In all, the knock-on from childhood mental ill health costs employers £24bn a year in future lost productivity, and a staggering £1tr in individual lost earnings.

The cost of deteriorating mental health between a young people’s referral and them receiving support is now £295m a year, it added.

The ongoing lack of capacity in the system means too many young people reach crisis point, putting pressure on emergency, urgent and crisis services, straining bed capacity, and creating enormous waiting times.

The costs of persistent absence from school – which has mirrored the rise in mental ill health – were £1.17bn in the 2023/24 school year, the campaign added.

Future Minds is calling for increased investment in mental health support so that 70% of diagnosable need is met by mental health services by the end of this Parliament.

It has also urged greater investment in community services, such as mental health support teams and open-access hubs that intervene early and prevent mental health problems from worsening.
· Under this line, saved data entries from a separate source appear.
// SPDX-License-Identifier: MIT

//! Job records and requests

use crate::actinia::{Instruction, RunHandle, RunReport, RunStatus};
use crate::openeo::graph::{Compilation, ProcessGraph};
use chrono::{DateTime, Utc};
use serde::{Deserialize, Serialize};
use std::fmt;

/// Lifecycle state of a job
#[derive(Debug, Clone, Copy, PartialEq, Eq, Serialize, Deserialize)]
#[serde(rename_all = "lowercase")]
pub enum JobStatus {
    Created,
    Queued,
    Running,
    Finished,
    Error,
}

impl JobStatus {
    /// No further transitions except deletion
    pub fn is_terminal(&self) -> bool {
        matches!(self, Self::Finished | Self::Error)
    }

    /// The engine is working on the job
    pub fn is_active(&self) -> bool {
        matches!(self, Self::Queued | Self::Running)
    }

    pub fn as_str(&self) -> &'static str {
        match self {
            Self::Created => "created",
            Self::Queued => "queued",
            Self::Running => "running",
            Self::Finished => "finished",
            Self::Error => "error",
        }
    }
}

impl fmt::Display for JobStatus {
    fn fmt(&self, f: &mut fmt::Formatter<'_>) -> fmt::Result {
        f.write_str(self.as_str())
    }
}

impl From<RunStatus> for JobStatus {
    fn from(status: RunStatus) -> Self {
        match status {
            RunStatus::Accepted => Self::Queued,
            RunStatus::Running => Self::Running,
            RunStatus::Finished => Self::Finished,
            RunStatus::Error | RunStatus::Terminated => Self::Error,
        }
    }
}

/// Body of a create or patch request
#[derive(Debug, Clone, Default, Deserialize, Serialize)]
pub struct JobRequest {
    #[serde(default)]
    pub title: Option<String>,
    #[serde(default)]
    pub description: Option<String>,
    #[serde(default)]
    pub process: Option<ProcessGraph>,
}

impl JobRequest {
    pub fn new(process: ProcessGraph) -> Self {
        Self {
            process: Some(process),
            ..Default::default()
        }
    }

    pub fn with_title(mut self, title: &str) -> Self {
        self.title = Some(title.to_string());
        self
    }
}

#[derive(Debug, Clone, PartialEq, Serialize, Deserialize)]
pub struct Job {
    pub id: String,
    #[serde(default, skip_serializing_if = "Option::is_none")]
    pub title: Option<String>,
    #[serde(default, skip_serializing_if = "Option::is_none")]
    pub description: Option<String>,
    pub process: ProcessGraph,
    pub status: JobStatus,
    /// Compiled instructions for the engine
    pub plan: Vec<Instruction>,
    pub output_names: Vec<String>,
    /// Engine location the plan runs in
    pub location: String,
    #[serde(default, skip_serializing_if = "Option::is_none")]
    pub run: Option<RunHandle>,
    #[serde(default)]
    pub results: Vec<String>,
    #[serde(default, skip_serializing_if = "Option::is_none")]
    pub message: Option<String>,
    pub created: DateTime<Utc>,
    pub updated: DateTime<Utc>,
}

impl Job {
    pub(crate) fn new(
        id: String,
        title: Option<String>,
        description: Option<String>,
        process: ProcessGraph,
        compilation: Compilation,
        location: String,
    ) -> Self {
        let now = Utc::now();
        Self {
            id,
            title,
            description,
            process,
            status: JobStatus::Created,
            plan: compilation.instructions,
            output_names: compilation.output_names,
            location,
            run: None,
            results: Vec::new(),
            message: None,
            created: now,
            updated: now,
        }
    }

    /// Take over the engine's view of the run
    pub(crate) fn apply_report(&mut self, report: RunReport) {
        self.status = JobStatus::from(report.status);
        self.run = Some(report.handle);
        if !report.results.is_empty() {
            self.results = report.results;
        }
        if report.message.is_some() {
            self.message = report.message;
        }
        self.updated = Utc::now();
    }
}

#[cfg(test)]
mod tests {
    use super::*;
    use crate::openeo::graph::ProcessNode;
    use serde_json::json;

    fn job() -> Job {
        Job::new(
            "job-1".to_string(),
            Some("title".to_string()),
            None,
            ProcessGraph::from_nodes([("load", ProcessNode::new("load_collection"))]),
            Compilation::default(),
            "nc_spm_08".to_string(),
        )
    }

    #[test]
    fn test_status_mapping() {
        assert_eq!(JobStatus::from(RunStatus::Accepted), JobStatus::Queued);
        assert_eq!(JobStatus::from(RunStatus::Running), JobStatus::Running);
        assert_eq!(JobStatus::from(RunStatus::Finished), JobStatus::Finished);
        assert_eq!(JobStatus::from(RunStatus::Terminated), JobStatus::Error);
        assert!(JobStatus::Finished.is_terminal());
        assert!(JobStatus::Queued.is_active());
        assert!(!JobStatus::Created.is_active());
    }

    #[test]
    fn test_apply_report() {
        let mut job = job();
        job.apply_report(RunReport {
            handle: RunHandle {
                resource_id: "r1".to_string(),
            },
            status: RunStatus::Error,
            results: vec![],
            message: Some("AsyncProcessError".to_string()),
        });
        assert_eq!(job.status, JobStatus::Error);
        assert_eq!(job.run.as_ref().unwrap().resource_id, "r1");
        assert_eq!(job.message.as_deref(), Some("AsyncProcessError"));
        assert!(job.updated >= job.created);
    }

    #[test]
    fn test_serialization() {
        let value = serde_json::to_value(job()).unwrap();
        assert_eq!(value["status"], json!("created"));
        assert_eq!(value["location"], json!("nc_spm_08"));
        assert!(value.get("run").is_none());
        assert!(value["created"].as_str().unwrap().ends_with('Z'));

        let back: Job = serde_json::from_value(value).unwrap();
        assert_eq!(back.id, "job-1");
    }

    #[test]
    fn test_request_without_process() {
        let request: JobRequest = serde_json::from_value(json!({"title": "t"})).unwrap();
        assert!(request.process.is_none());
    }
}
Andy Bell, chief executive of the Centre for Mental Health, said: “Mental health difficulties in children and young people cast a long shadow that can last a lifetime without the right support.

“Yet children and young people’s services are underfunded, and levels of distress are rising markedly, leaving many thousands of children facing unacceptably long waiting times for support.

“The risks and gaps are biggest for the most disadvantaged and marginalised groups of young people.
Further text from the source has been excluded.